// Push-notification sinks — where rendered alerts and the users report go.

pub mod telegram;
pub mod traits;

pub use telegram::TelegramSink;
pub use traits::{PushSink, StdoutSink};
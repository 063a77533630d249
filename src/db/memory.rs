// MemoryStore — StateStore that lives and dies with the process.

use anyhow::Result;
use async_trait::async_trait;
use tokio::sync::Mutex;

use super::traits::{PersistedState, StateStore};
use crate::state::{CategoryFilters, SeenEntry};

#[derive(Debug, Default)]
pub struct MemoryStore {
    state: Mutex<PersistedState>,
    saved_at: Mutex<Option<String>>,
}

impl MemoryStore {
    pub fn new() -> Self {
        Self::default()
    }

    /// Seed the store with raw values, as if a previous run had saved them.
    pub fn with_state(state: PersistedState) -> Self {
        Self {
            state: Mutex::new(state),
            saved_at: Mutex::new(None),
        }
    }
}

#[async_trait]
impl StateStore for MemoryStore {
    async fn load(&self) -> Result<PersistedState> {
        Ok(self.state.lock().await.clone())
    }

    async fn save_snapshot(
        &self,
        processed_alerts: &[SeenEntry],
        max_users_online: u64,
    ) -> Result<()> {
        let json = serde_json::to_string(processed_alerts)?;
        let mut state = self.state.lock().await;
        state.processed_alerts = Some(json);
        state.max_users_online = Some(max_users_online.to_string());
        drop(state);
        *self.saved_at.lock().await = Some(chrono::Utc::now().to_rfc3339());
        Ok(())
    }

    async fn save_filters(&self, filters: &CategoryFilters) -> Result<()> {
        self.state.lock().await.filters = Some(serde_json::to_string(filters)?);
        Ok(())
    }

    async fn last_saved_at(&self) -> Result<Option<String>> {
        Ok(self.saved_at.lock().await.clone())
    }
}
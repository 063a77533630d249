// Scheduled job bodies. Each one is a single tick's worth of work; the
// scheduler decides when they run and logs whatever error they return.

use anyhow::Result;
use tracing::{debug, info};

use super::ingest::{IngestReport, IngestionPipeline};
use crate::feed::{AlertFeed, UserCountFeed};
use crate::hub::FanoutHub;
use crate::state::PeakCounter;

/// Fetch one alert batch and ingest it. A feed failure skips the tick.
pub async fn fetch_alerts(
    feed: &dyn AlertFeed,
    pipeline: &IngestionPipeline,
) -> Result<IngestReport> {
    let batch = feed.fetch_alerts().await?;
    debug!(alerts = batch.len(), "Alert batch fetched");
    Ok(pipeline.ingest(batch).await)
}

/// Sample the users-online count into the peak counter.
pub async fn sample_users(feed: &dyn UserCountFeed, peak: &PeakCounter) -> Result<i64> {
    let count = feed.fetch_users_online().await?;
    peak.observe(count)?;
    debug!(count, peak = peak.current(), "Users online sampled");
    Ok(count)
}

/// Render the users report line.
pub fn users_report(peak: u64) -> String {
    format!("{peak} wazers online 🚙 🚕 🚚")
}

/// Take the peak and push a summary if anyone was seen. Returns the peak taken.
pub async fn report_peak(peak: &PeakCounter, hub: &FanoutHub) -> u64 {
    let value = peak.take_and_reset();
    if value > 0 {
        info!(peak = value, "Sending users report");
        hub.push_text(users_report(value)).await;
    }
    value
}

#[cfg(test)]
mod tests {
    use super::*;
    use crate::alerts::Alert;
    use crate::error::WatchError;
    use crate::state::DedupStore;
    use async_trait::async_trait;
    use serde_json::json;
    use std::sync::Arc;

    struct FixedCount(i64);

    #[async_trait]
    impl UserCountFeed for FixedCount {
        async fn fetch_users_online(&self) -> Result<i64> {
            Ok(self.0)
        }
    }

    struct DownFeed;

    #[async_trait]
    impl AlertFeed for DownFeed {
        async fn fetch_alerts(&self) -> Result<Vec<Alert>> {
            Err(WatchError::TransientFetch("connection refused".to_string()).into())
        }
    }

    struct OneBatch;

    #[async_trait]
    impl AlertFeed for OneBatch {
        async fn fetch_alerts(&self) -> Result<Vec<Alert>> {
            Ok(vec![Alert::from_value(json!({"uuid": "a1", "type": "JAM"})).unwrap()])
        }
    }

    fn pipeline() -> IngestionPipeline {
        IngestionPipeline::new(Arc::new(DedupStore::new()), Arc::new(FanoutHub::new(None)))
    }

    #[tokio::test]
    async fn test_sample_feeds_peak() {
        let peak = PeakCounter::new();
        sample_users(&FixedCount(12), &peak).await.unwrap();
        sample_users(&FixedCount(7), &peak).await.unwrap();
        assert_eq!(peak.current(), 12);
    }

    #[tokio::test]
    async fn test_negative_sample_is_rejected() {
        let peak = PeakCounter::with_value(3);
        let err = sample_users(&FixedCount(-5), &peak).await.unwrap_err();
        assert!(matches!(
            err.downcast_ref::<WatchError>(),
            Some(WatchError::InvalidSample(-5))
        ));
        assert_eq!(peak.current(), 3);
    }

    #[tokio::test]
    async fn test_feed_failure_skips_tick() {
        let p = pipeline();
        let err = fetch_alerts(&DownFeed, &p).await.unwrap_err();
        assert!(matches!(
            err.downcast_ref::<WatchError>(),
            Some(WatchError::TransientFetch(_))
        ));
        assert!(p.hub().log().is_empty());
    }

    #[tokio::test]
    async fn test_fetch_then_refetch_is_idempotent() {
        let p = pipeline();
        assert_eq!(fetch_alerts(&OneBatch, &p).await.unwrap().dispatched, 1);
        assert_eq!(fetch_alerts(&OneBatch, &p).await.unwrap().duplicates, 1);
        assert_eq!(p.hub().log().len(), 1);
    }

    #[tokio::test]
    async fn test_report_resets_peak() {
        let hub = FanoutHub::new(None);
        let peak = PeakCounter::with_value(30);
        assert_eq!(report_peak(&peak, &hub).await, 30);
        assert_eq!(report_peak(&peak, &hub).await, 0);
        assert_eq!(users_report(30), "30 wazers online 🚙 🚕 🚚");
    }
}
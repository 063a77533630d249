// Alert classification and rendering.
//
// Pure functions: an alert goes in, a category and a rendered message come
// out. The wall-clock prefix is passed in by the caller so fixtures render
// deterministically.

use std::fmt::Write;

use chrono::NaiveTime;
use serde_json::Value;

use super::models::{Alert, AlertCategory, RenderedNotification};
use crate::error::WatchError;

/// Classify and render an alert without a timestamp prefix.
pub fn classify(alert: &Alert) -> Result<(AlertCategory, RenderedNotification), WatchError> {
    classify_at(alert, None)
}

/// Classify and render an alert. When `at` is given the message starts with
/// an `[HH:MM:SS]` prefix.
///
/// Fails with `MalformedAlert` only for Comment alerts that lack `reportBy`
/// or `location`. Every other category always renders.
pub fn classify_at(
    alert: &Alert,
    at: Option<NaiveTime>,
) -> Result<(AlertCategory, RenderedNotification), WatchError> {
    let category = AlertCategory::from_tag(alert.tag().unwrap_or_default());

    let body = match category {
        AlertCategory::Comment => render_comment(alert)?,
        AlertCategory::Police => with_details("📢 Police 🚓", alert),
        AlertCategory::Jam => with_details("📢 Traffic jam 🚗🚕🚙", alert),
        AlertCategory::Accident => with_details("📢 Accident 🚙💥🚕", alert),
        AlertCategory::Unknown => with_details("🤖 Unknown notification type", alert),
    };

    let text = match at {
        Some(t) => format!("[{}] {body}", t.format("%H:%M:%S")),
        None => body,
    };

    Ok((
        category,
        RenderedNotification {
            kind: category,
            text,
        },
    ))
}

fn render_comment(alert: &Alert) -> Result<String, WatchError> {
    let id = alert.id().unwrap_or("<no id>");
    let reporter = alert
        .str_field("reportBy")
        .ok_or_else(|| WatchError::malformed_alert(id, "comment without reportBy"))?;
    let location = alert
        .str_field("location")
        .ok_or_else(|| WatchError::malformed_alert(id, "comment without location"))?;

    Ok(format!(
        "📢 {reporter} left a comment on the map 💭\nLocation 🗺️: {location}"
    ))
}

fn with_details(headline: &str, alert: &Alert) -> String {
    format!("{headline}\n```{}```", format_fields(alert))
}

/// Dump every field as `key: value`, one per line, keys in sorted order.
pub fn format_fields(alert: &Alert) -> String {
    let mut keys: Vec<&String> = alert.fields().keys().collect();
    keys.sort();

    let mut out = String::new();
    for key in keys {
        let value = match &alert.fields()[key.as_str()] {
            Value::String(s) => s.clone(),
            other => other.to_string(),
        };
        let _ = writeln!(out, "{key}: {value}");
    }
    out
}
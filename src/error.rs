// Error taxonomy for the ingestion side of the system.
//
// Glue code (CLI, web, collaborators) uses anyhow. These variants exist for
// the conditions a caller has to tell apart: a bad tick, a bad record, a bad
// sample, or a persistence hiccup. None of them is fatal to the process.

use thiserror::Error;

#[derive(Debug, Error)]
pub enum WatchError {
    /// Feed or sink unreachable, or answered with a non-success status.
    #[error("transient fetch failure: {0}")]
    TransientFetch(String),

    /// Response arrived but didn't have the expected shape.
    #[error("malformed payload: {0}")]
    MalformedPayload(String),

    /// A single alert record is missing fields it needs.
    #[error("malformed alert {id}: {reason}")]
    MalformedAlert { id: String, reason: String },

    /// A negative user count was offered to the peak counter.
    #[error("invalid sample: {0} is negative")]
    InvalidSample(i64),

    /// Snapshot save/load failed.
    #[error("persistence failure: {0}")]
    Persistence(String),
}

impl WatchError {
    pub(crate) fn malformed_alert(id: &str, reason: impl Into<String>) -> Self {
        WatchError::MalformedAlert {
            id: id.to_string(),
            reason: reason.into(),
        }
    }
}
// App — the explicitly owned set of components one running instance shares.
//
// Nothing here is global: build as many Apps as you like (tests do).
// Cloning an App clones the Arcs, not the state.

use std::sync::Arc;
use std::time::Duration;

use anyhow::Result;
use tracing::{info, warn};

use crate::config::Config;
use crate::db::StateStore;
use crate::feed::{AlertFeed, UserCountFeed};
use crate::hub::{FanoutHub, PushConfig};
use crate::notify::{PushSink, StdoutSink, TelegramSink};
use crate::pipeline::{jobs, persist, IngestionPipeline};
use crate::scheduler::Scheduler;
use crate::state::{DedupStore, FilterStore, PeakCounter};

#[derive(Clone)]
pub struct App {
    pub config: Arc<Config>,
    pub store: Arc<dyn StateStore>,
    pub dedup: Arc<DedupStore>,
    pub peak: Arc<PeakCounter>,
    pub filters: Arc<FilterStore>,
    pub hub: Arc<FanoutHub>,
    pub pipeline: Arc<IngestionPipeline>,
}

/// Pick the push sink: Telegram when credentials are set, stdout otherwise.
pub fn build_sink(config: &Config) -> Result<Arc<dyn PushSink>> {
    if config.telegram_configured() {
        info!("Pushing notifications to Telegram");
        Ok(Arc::new(TelegramSink::new(
            &config.telegram_api_url,
            &config.telegram_bot_token,
            &config.telegram_chat_id,
        )?))
    } else {
        warn!("TELEGRAM_BOT_TOKEN / TELEGRAM_CHAT_ID not set, notifications go to stdout");
        Ok(Arc::new(StdoutSink))
    }
}

impl App {
    /// Build the components, restore persisted state into them, and start
    /// the push worker (when a sink is given). Must run inside a tokio runtime.
    pub async fn start(
        config: Config,
        store: Arc<dyn StateStore>,
        sink: Option<Arc<dyn PushSink>>,
    ) -> Self {
        let dedup = Arc::new(DedupStore::new());
        let peak = Arc::new(PeakCounter::new());
        let filters = Arc::new(FilterStore::default());
        persist::restore(store.as_ref(), &dedup, &peak, &filters).await;

        let push = sink.map(|sink| PushConfig {
            sink,
            filters: config.push_categories,
            queue_capacity: config.push_queue_capacity,
            timeout: Duration::from_secs(config.push_timeout_secs),
        });
        let hub = Arc::new(FanoutHub::new(push));
        let pipeline = Arc::new(IngestionPipeline::new(dedup.clone(), hub.clone()));

        Self {
            config: Arc::new(config),
            store,
            dedup,
            peak,
            filters,
            hub,
            pipeline,
        }
    }

    /// The four periodic jobs, wired to this App's components.
    pub fn scheduler(
        &self,
        alerts: Arc<dyn AlertFeed>,
        users: Arc<dyn UserCountFeed>,
    ) -> Scheduler {
        let config = &self.config;

        let pipeline = self.pipeline.clone();
        let fetch = move || {
            let (alerts, pipeline) = (alerts.clone(), pipeline.clone());
            async move {
                jobs::fetch_alerts(alerts.as_ref(), &pipeline)
                    .await
                    .map(|_| ())
            }
        };

        let peak = self.peak.clone();
        let sample = move || {
            let (users, peak) = (users.clone(), peak.clone());
            async move { jobs::sample_users(users.as_ref(), &peak).await.map(|_| ()) }
        };

        let (peak, hub) = (self.peak.clone(), self.hub.clone());
        let report = move || {
            let (peak, hub) = (peak.clone(), hub.clone());
            async move {
                jobs::report_peak(&peak, &hub).await;
                anyhow::Ok(())
            }
        };

        let app = self.clone();
        let save = move || {
            let app = app.clone();
            async move { app.save_state().await }
        };

        Scheduler::new()
            .every("fetch-alerts", config.fetch_every_minutes, fetch)
            .every("sample-users", config.sample_every_minutes, sample)
            .every("users-report", config.report_every_minutes, report)
            .every("persist-state", config.persist_every_minutes, save)
    }

    pub async fn save_state(&self) -> Result<()> {
        persist::save(
            self.store.as_ref(),
            &self.dedup,
            &self.peak,
            self.config.dedup_retention(),
        )
        .await
    }

    /// Drain the push queue and write a final snapshot.
    pub async fn shutdown(&self) {
        self.hub.shutdown().await;
        if let Err(e) = self.save_state().await {
            warn!(error = %e, "Final state save failed");
        }
    }
}
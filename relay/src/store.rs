//! Call-metadata store.
//!
//! Every outbound call is registered with a free-text description of what the
//! assistant should do on it. The media-stream handler looks the description
//! up by call SID when the carrier connects the call audio.

use std::collections::HashMap;
use std::time::Duration;

use async_trait::async_trait;
use parking_lot::RwLock;
use serde::{Deserialize, Serialize};
use thiserror::Error;
use tracing::debug;

const CALLS_TABLE: &str = "calls";
const REQUEST_TIMEOUT: Duration = Duration::from_secs(10);

#[derive(Debug, Error)]
pub enum StoreError {
    #[error("Call store configuration error: {0}")]
    ConfigurationError(String),
    #[error("Call store request failed: {0}")]
    NetworkError(String),
    #[error("Call store returned HTTP {status}: {message}")]
    ApiError { status: u16, message: String },
}

pub type StoreResult<T> = Result<T, StoreError>;

#[async_trait]
pub trait CallStore: Send + Sync {
    /// Description registered for `call_sid`, `None` if the call is unknown.
    async fn description(&self, call_sid: &str) -> StoreResult<Option<String>>;

    async fn register(&self, call_sid: &str, description: &str) -> StoreResult<()>;
}

#[derive(Debug, Serialize, Deserialize)]
struct CallRecord {
    #[serde(default, skip_serializing_if = "Option::is_none")]
    call_sid: Option<String>,
    description: Option<String>,
}

// =============================================================================
// Supabase
// =============================================================================

/// PostgREST-backed store over the `calls` table.
pub struct SupabaseCallStore {
    client: reqwest::Client,
    base_url: String,
    service_role: String,
}

impl SupabaseCallStore {
    pub fn new(url: &str, service_role: &str, client: reqwest::Client) -> StoreResult<Self> {
        if url.trim().is_empty() {
            return Err(StoreError::ConfigurationError(
                "Supabase URL is required".to_string(),
            ));
        }
        if service_role.trim().is_empty() {
            return Err(StoreError::ConfigurationError(
                "Supabase service role key is required".to_string(),
            ));
        }
        Ok(Self {
            client,
            base_url: url.trim_end_matches('/').to_string(),
            service_role: service_role.to_string(),
        })
    }

    fn table_url(&self) -> String {
        format!("{}/rest/v1/{CALLS_TABLE}", self.base_url)
    }

    fn authorized(&self, request: reqwest::RequestBuilder) -> reqwest::RequestBuilder {
        request
            .header("apikey", &self.service_role)
            .bearer_auth(&self.service_role)
            .timeout(REQUEST_TIMEOUT)
    }
}

async fn check_status(response: reqwest::Response) -> StoreResult<reqwest::Response> {
    let status = response.status();
    if status.is_success() {
        return Ok(response);
    }
    let message = response.text().await.unwrap_or_default();
    Err(StoreError::ApiError {
        status: status.as_u16(),
        message,
    })
}

#[async_trait]
impl CallStore for SupabaseCallStore {
    async fn description(&self, call_sid: &str) -> StoreResult<Option<String>> {
        let filter = format!("eq.{call_sid}");
        let request = self
            .client
            .get(self.table_url())
            .query(&[("call_sid", filter.as_str()), ("select", "description")]);

        let response = self
            .authorized(request)
            .send()
            .await
            .map_err(|e| StoreError::NetworkError(e.to_string()))?;
        let records: Vec<CallRecord> = check_status(response)
            .await?
            .json()
            .await
            .map_err(|e| StoreError::NetworkError(e.to_string()))?;

        debug!(call_sid = %call_sid, rows = records.len(), "Looked up call description");
        Ok(records.into_iter().find_map(|record| record.description))
    }

    async fn register(&self, call_sid: &str, description: &str) -> StoreResult<()> {
        let record = CallRecord {
            call_sid: Some(call_sid.to_string()),
            description: Some(description.to_string()),
        };
        let request = self
            .client
            .post(self.table_url())
            .header("Prefer", "return=minimal")
            .json(&record);

        let response = self
            .authorized(request)
            .send()
            .await
            .map_err(|e| StoreError::NetworkError(e.to_string()))?;
        check_status(response).await?;

        debug!(call_sid = %call_sid, "Registered call description");
        Ok(())
    }
}

// =============================================================================
// In-memory
// =============================================================================

/// Process-local store for tests and runs without a database.
#[derive(Debug, Default)]
pub struct InMemoryCallStore {
    calls: RwLock<HashMap<String, String>>,
}

impl InMemoryCallStore {
    pub fn new() -> Self {
        Self::default()
    }
}

#[async_trait]
impl CallStore for InMemoryCallStore {
    async fn description(&self, call_sid: &str) -> StoreResult<Option<String>> {
        Ok(self.calls.read().get(call_sid).cloned())
    }

    async fn register(&self, call_sid: &str, description: &str) -> StoreResult<()> {
        self.calls
            .write()
            .insert(call_sid.to_string(), description.to_string());
        Ok(())
    }
}
use super::base::ChatMessage;

/// Persona name used when none is configured.
pub const DEFAULT_PERSONA: &str = "Emily";

#[derive(Debug, Clone, Copy, PartialEq, Eq)]
pub enum Speaker {
    Caller,
    Assistant,
}

/// One entry of the call history. Never modified once recorded.
#[derive(Debug, Clone, PartialEq, Eq)]
pub struct ConversationTurn {
    pub speaker: Speaker,
    pub text: String,
}

/// System instruction plus append-only history for one call.
#[derive(Debug, Clone)]
pub struct Conversation {
    system_prompt: String,
    turns: Vec<ConversationTurn>,
}

impl Conversation {
    /// Seed a conversation from the persona name and the call description.
    pub fn new(persona: &str, description: &str) -> Self {
        Self {
            system_prompt: system_prompt(persona, description),
            turns: Vec::new(),
        }
    }

    pub fn system_prompt(&self) -> &str {
        &self.system_prompt
    }

    pub fn turns(&self) -> &[ConversationTurn] {
        &self.turns
    }

    /// Messages for the next request: system, history, then `caller_text`.
    pub fn messages_for(&self, caller_text: &str) -> Vec<ChatMessage> {
        let mut messages = Vec::with_capacity(self.turns.len() + 2);
        messages.push(ChatMessage::system(self.system_prompt.clone()));
        messages.extend(self.turns.iter().map(|turn| match turn.speaker {
            Speaker::Caller => ChatMessage::user(turn.text.clone()),
            Speaker::Assistant => ChatMessage::assistant(turn.text.clone()),
        }));
        messages.push(ChatMessage::user(caller_text));
        messages
    }

    /// Append a completed exchange. An empty reply records only the caller.
    pub fn record_turn(&mut self, caller_text: impl Into<String>, reply: impl Into<String>) {
        self.turns.push(ConversationTurn {
            speaker: Speaker::Caller,
            text: caller_text.into(),
        });

        let reply = reply.into();
        let reply = reply.trim_end();
        if !reply.is_empty() {
            self.turns.push(ConversationTurn {
                speaker: Speaker::Assistant,
                text: reply.to_string(),
            });
        }
    }
}

fn system_prompt(persona: &str, description: &str) -> String {
    let description = description.trim().trim_end_matches('.');
    format!(
        "Your name is {persona}. You are an assistant who calls on behalf of a client. \
         You do not reveal your client's information. All the responses should be small \
         like you are taking on a call. Do not put much information at once, give it one \
         piece at a time. You may use \"Mm-hmm\" or \"hmm\" to respond.\n\n\
         Now {description}.\n\n\
         Do not respond to human expressions like ahh, umm."
    )
}
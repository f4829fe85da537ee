mod base;
pub mod elevenlabs;
pub mod provider;
pub mod stream;

use std::sync::Arc;

pub use base::{
    BoxedSynthesisBackend, SpeechSynthesizer, SynthesisBackend, SynthesisEvent, SynthesisMode,
    SynthesizedAudio, TTSError, TTSResult,
};
pub use elevenlabs::{ElevenLabsConfig, ElevenLabsStreamingBackend, ElevenLabsTTS};
pub use provider::{RequestResponseBackend, TTSProvider, TTSRequestBuilder};
pub use stream::SynthesisStream;

/// Build the synthesis strategy for one call.
///
/// Request mode makes one REST call per word chunk; streaming mode keeps one
/// ElevenLabs socket open for the call.
pub fn create_synthesis_backend(
    mode: SynthesisMode,
    config: &ElevenLabsConfig,
    client: &reqwest::Client,
) -> TTSResult<BoxedSynthesisBackend> {
    match mode {
        SynthesisMode::Request => {
            let tts = ElevenLabsTTS::from_config(config.clone(), client.clone())?;
            Ok(Box::new(RequestResponseBackend::new(Arc::new(tts))))
        }
        SynthesisMode::Streaming => Ok(Box::new(ElevenLabsStreamingBackend::new(config.clone())?)),
    }
}

#[cfg(test)]
mod tests {
    use super::*;

    fn config() -> ElevenLabsConfig {
        ElevenLabsConfig {
            api_key: "xi-test".to_string(),
            ..Default::default()
        }
    }

    #[test]
    fn test_create_synthesis_backend() {
        let client = reqwest::Client::new();

        let request = create_synthesis_backend(SynthesisMode::Request, &config(), &client).unwrap();
        assert_eq!(request.mode(), "request");

        let streaming =
            create_synthesis_backend(SynthesisMode::Streaming, &config(), &client).unwrap();
        assert_eq!(streaming.mode(), "streaming");
    }

    #[test]
    fn test_create_synthesis_backend_requires_key() {
        let client = reqwest::Client::new();
        let result =
            create_synthesis_backend(SynthesisMode::Request, &ElevenLabsConfig::default(), &client);
        assert!(matches!(result, Err(TTSError::InvalidConfiguration(_))));
    }

    #[test]
    fn test_synthesis_mode_from_str() {
        assert_eq!(SynthesisMode::from_str_or_default("streaming"), SynthesisMode::Streaming);
        assert_eq!(SynthesisMode::from_str_or_default("WebSocket"), SynthesisMode::Streaming);
        assert_eq!(SynthesisMode::from_str_or_default("request"), SynthesisMode::Request);
        assert_eq!(SynthesisMode::from_str_or_default("bogus"), SynthesisMode::Request);
        assert_eq!(SynthesisMode::Streaming.as_str(), "streaming");
    }
}
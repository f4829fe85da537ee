//! Carrier media-stream WebSocket (`/media-stream`).

mod handler;
pub mod messages;

pub use handler::media_stream_handler;
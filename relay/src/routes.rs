//! Router configuration
//!
//! - `GET /` - health check
//! - `GET|POST /twiml` - call instructions for the carrier
//! - `GET /media-stream` - WebSocket upgrade carrying the call audio

use std::sync::Arc;

use axum::{
    Router,
    routing::{any, get},
};
use tower_http::trace::TraceLayer;

use crate::handlers::{api, media_stream_handler, twiml};
use crate::state::AppState;

pub fn create_router(state: Arc<AppState>) -> Router {
    Router::new()
        .route("/", get(api::health_check))
        .route("/twiml", get(twiml::twiml_handler).post(twiml::twiml_handler))
        .route("/media-stream", any(media_stream_handler))
        .layer(TraceLayer::new_for_http())
        .with_state(state)
}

────────────────────

▶ YOUR ASSIGNMENT
Please reproduce, exactly as they appear above, the lines from the line containing "message starts with" up to and including the line containing "for key in keys".

▶ SOLUTION TO THIS EXERCISE
/// Classify and render an alert. When `at` is given the message starts with
/// an `[HH:MM:SS]` prefix.
///
/// Fails with `MalformedAlert` only for Comment alerts that lack `reportBy`
/// or `location`. Every other category always renders.
pub fn classify_at(
    alert: &Alert,
    at: Option<NaiveTime>,
) -> Result<(AlertCategory, RenderedNotification), WatchError> {
    let category = AlertCategory::from_tag(alert.tag().unwrap_or_default());

    let body = match category {
        AlertCategory::Comment => render_comment(alert)?,
        AlertCategory::Police => with_details("📢 Police 🚓", alert),
        AlertCategory::Jam => with_details("📢 Traffic jam 🚗🚕🚙", alert),
        AlertCategory::Accident => with_details("📢 Accident 🚙💥🚕", alert),
        AlertCategory::Unknown => with_details("🤖 Unknown notification type", alert),
    };

    let text = match at {
        Some(t) => format!("[{}] {body}", t.format("%H:%M:%S")),
        None => body,
    };

    Ok((
        category,
        RenderedNotification {
            kind: category,
            text,
        },
    ))
}

fn render_comment(alert: &Alert) -> Result<String, WatchError> {
    let id = alert.id().unwrap_or("<no id>");
    let reporter = alert
        .str_field("reportBy")
        .ok_or_else(|| WatchError::malformed_alert(id, "comment without reportBy"))?;
    let location = alert
        .str_field("location")
        .ok_or_else(|| WatchError::malformed_alert(id, "comment without location"))?;

    Ok(format!(
        "📢 {reporter} left a comment on the map 💭\nLocation 🗺️: {location}"
    ))
}

fn with_details(headline: &str, alert: &Alert) -> String {
    format!("{headline}\n```{}```", format_fields(alert))
}

/// Dump every field as `key: value`, one per line, keys in sorted order.
pub fn format_fields(alert: &Alert) -> String {
    let mut keys: Vec<&String> = alert.fields().keys().collect();
    keys.sort();

    let mut out = String::new();
    for key in keys {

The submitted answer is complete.